I started with an integral $ \int_{0}^{2\pi} \sqrt{2[\sin^2(t) + 16\cos^2(t) - 4\sin(t)\cos(t)]} \,dt $
And I simplified it to $ \int_{0}^{2\pi} \sqrt{17 + 15\cos(2t) - 4\sin(2t)} \, dt$
My question: I know this can be simplified with some sort of substitution that cancels the $\sin$ and $\cos$ with a $u$-sub, but I do not know how. I saw it online, with no explanation (see the first answer: find length of curve of intersection).

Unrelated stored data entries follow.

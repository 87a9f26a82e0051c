use petgraph::graph::{DiGraph, NodeIndex};
use std::collections::{BTreeSet, HashMap, VecDeque};
use tracing::debug;

use super::cha::Hierarchy;
use super::{add_all_functions, CallGraphAlgorithm};
use crate::core::graph::RawCallGraph;
use crate::error::Result;
use crate::ir::{AbstractValue, CallSite, CallTarget, FlowNode, FuncId, Program, ValueFlow};

/// Variable type analysis. Types and function values are propagated along
/// assignments, parameter passing and returns; interface and dynamic calls are
/// then resolved from the values that reach their receiver or callee. Sites
/// whose values include an opaque origin use the CHA answer instead.
pub struct VtaAlgorithm;

impl CallGraphAlgorithm for VtaAlgorithm {
    fn build(&self, program: &Program) -> Result<RawCallGraph> {
        let mut hierarchy = Hierarchy::new(program);
        let mut propagation = TypePropagation::default();

        for (func, facts) in program.facts.iter().enumerate() {
            for flow in &facts.flows {
                propagation.connect(&flow.from, flow.to.clone());
            }
            for (index, site) in facts.sites.iter().enumerate() {
                for callee in hierarchy.site_targets(site) {
                    propagation.call_flows(program, func, index, site, callee);
                }
            }
        }
        propagation.solve();
        debug!(
            nodes = propagation.graph.node_count(),
            edges = propagation.graph.edge_count(),
            "type propagation reached a fixpoint"
        );

        let mut graph = RawCallGraph::new();
        add_all_functions(program, &mut graph);
        for (caller, facts) in program.facts.iter().enumerate() {
            for site in &facts.sites {
                for callee in propagation.site_targets(program, &mut hierarchy, site) {
                    graph.add_edge(caller, callee, site.line);
                }
            }
        }
        Ok(graph)
    }

    fn name(&self) -> &str {
        "vta"
    }
}

#[derive(Default)]
struct TypePropagation {
    graph: DiGraph<FlowNode, ()>,
    index: HashMap<FlowNode, NodeIndex>,
    values: Vec<BTreeSet<AbstractValue>>,
}

impl TypePropagation {
    fn node(&mut self, node: FlowNode) -> NodeIndex {
        if let Some(&index) = self.index.get(&node) {
            return index;
        }
        let index = self.graph.add_node(node.clone());
        self.index.insert(node, index);
        self.values.push(BTreeSet::new());
        index
    }

    fn connect(&mut self, from: &ValueFlow, to: FlowNode) {
        let target = self.node(to);
        for source in &from.nodes {
            let source = self.node(source.clone());
            if source != target {
                self.graph.update_edge(source, target, ());
            }
        }
        self.values[target.index()].extend(from.values.iter().copied());
    }

    /// Interprocedural flows for one resolved call: arguments into parameters,
    /// the receiver into the receiver variable, results back to the call site.
    fn call_flows(&mut self, program: &Program, caller: FuncId, site_index: usize, site: &CallSite, callee: FuncId) {
        let function = program.function(callee);
        for (i, arg) in site.args.iter().enumerate().take(function.signature.params.len()) {
            self.connect(arg, FlowNode::Local(callee, function.param_key(i)));
        }
        if let Some(recv) = &site.recv {
            if function.receiver.is_some() {
                self.connect(recv, FlowNode::Local(callee, function.receiver_key()));
            }
        }
        for i in 0..function.signature.results.len() {
            self.connect(
                &ValueFlow::node(FlowNode::Result(callee, i)),
                FlowNode::CallResult(caller, site_index, i),
            );
        }
    }

    fn solve(&mut self) {
        let mut queue: VecDeque<NodeIndex> = self
            .graph
            .node_indices()
            .filter(|n| !self.values[n.index()].is_empty())
            .collect();
        let mut queued = vec![false; self.graph.node_count()];
        for n in &queue {
            queued[n.index()] = true;
        }

        while let Some(node) = queue.pop_front() {
            queued[node.index()] = false;
            let current = self.values[node.index()].clone();
            let successors: Vec<NodeIndex> = self.graph.neighbors(node).collect();
            for succ in successors {
                let before = self.values[succ.index()].len();
                self.values[succ.index()].extend(current.iter().copied());
                if self.values[succ.index()].len() != before && !queued[succ.index()] {
                    queued[succ.index()] = true;
                    queue.push_back(succ);
                }
            }
        }
    }

    fn values_of(&self, flow: &ValueFlow) -> BTreeSet<AbstractValue> {
        let mut out: BTreeSet<AbstractValue> = flow.values.iter().copied().collect();
        for node in &flow.nodes {
            if let Some(index) = self.index.get(node) {
                out.extend(self.values[index.index()].iter().copied());
            }
        }
        out
    }

    fn site_targets(&self, program: &Program, hierarchy: &mut Hierarchy<'_>, site: &CallSite) -> Vec<FuncId> {
        match &site.target {
            CallTarget::Static(callee) => vec![*callee],
            CallTarget::Invoke { iface, method } => {
                let recv = site.recv.as_ref().map(|r| self.values_of(r)).unwrap_or_default();
                if recv.contains(&AbstractValue::Opaque) {
                    return hierarchy.invoke_targets(*iface, method);
                }
                let targets: BTreeSet<FuncId> = recv
                    .iter()
                    .filter_map(|value| match value {
                        AbstractValue::Type(ty) if program.implements(*ty, *iface) => {
                            program.method_of(*ty, method)
                        }
                        _ => None,
                    })
                    .collect();
                targets.into_iter().collect()
            }
            CallTarget::Dynamic(callee) => {
                let values = self.values_of(callee);
                if values.contains(&AbstractValue::Opaque) {
                    return hierarchy.dynamic_targets(site.args.len());
                }
                values
                    .iter()
                    .filter_map(|value| match value {
                        AbstractValue::Func(f) => Some(*f),
                        _ => None,
                    })
                    .collect()
            }
        }
    }
}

I think this has an exact elementary solution, if you use $\tan\left(\frac x2\right)$ substitution and possibly Feynman's trick if necessary.
$\begin{align} \int_0^{2\pi}\sqrt{17+15\cos2t-2\sin2t}\,dt&\overset{2t=x}{=}\frac12\int_0^{4\pi}\sqrt{17+15\cos x-2\sin x}\,dx\\ &=\int_0^{2\pi}\sqrt{17+15\cos x-2\sin x}\,dx\\ &=\int_0^{2\pi}\sqrt{17+\sqrt{229}\cos(x+\alpha)}\,dx\\ &=\int_\alpha^{2\pi+\alpha}\sqrt{17+\sqrt{229}\cos x}\,dx\\ &=\int_0^{2\pi}\sqrt{17+\sqrt{229}\cos x}\,dx\\ &=2\int_0^{\pi}\sqrt{17+\sqrt{229}\cos x}\,dx\\ &=2\int_0^{\pi}\sqrt{17+\sqrt{229}-2\sqrt{229}\sin^2(\frac x2)}\,dx\,\, (\text{By $\cos x=1-2\sin^2(x/2)$})\\ &\overset{x\rightarrow 2x}{=}4\int_0^{\pi/2}\sqrt{17+\sqrt{229}-2\sqrt{229}\sin^2x}\,dx\\ &=4\sqrt{17+\sqrt{229}}\int_0^{\pi/2}\sqrt{1-\frac{2\sqrt{229}}{17+\sqrt{229}}\sin^2x}\,dx\\ &=4\sqrt{17+\sqrt{229}}\int_0^{\pi/2}\sqrt{1-\frac{17\sqrt{229}-229}{30}\sin^2x}\,dx\\ &=4\sqrt{17+\sqrt{229}}E\left(\sqrt{\frac{17\sqrt{229}-229}{30}}\right) \end{align}$ In agreement with Wolfram Alpha. Here, WA uses $m=\frac{17\sqrt{229}-229}{30}$ but I used $k=\sqrt m$ as the variable of the function $E$.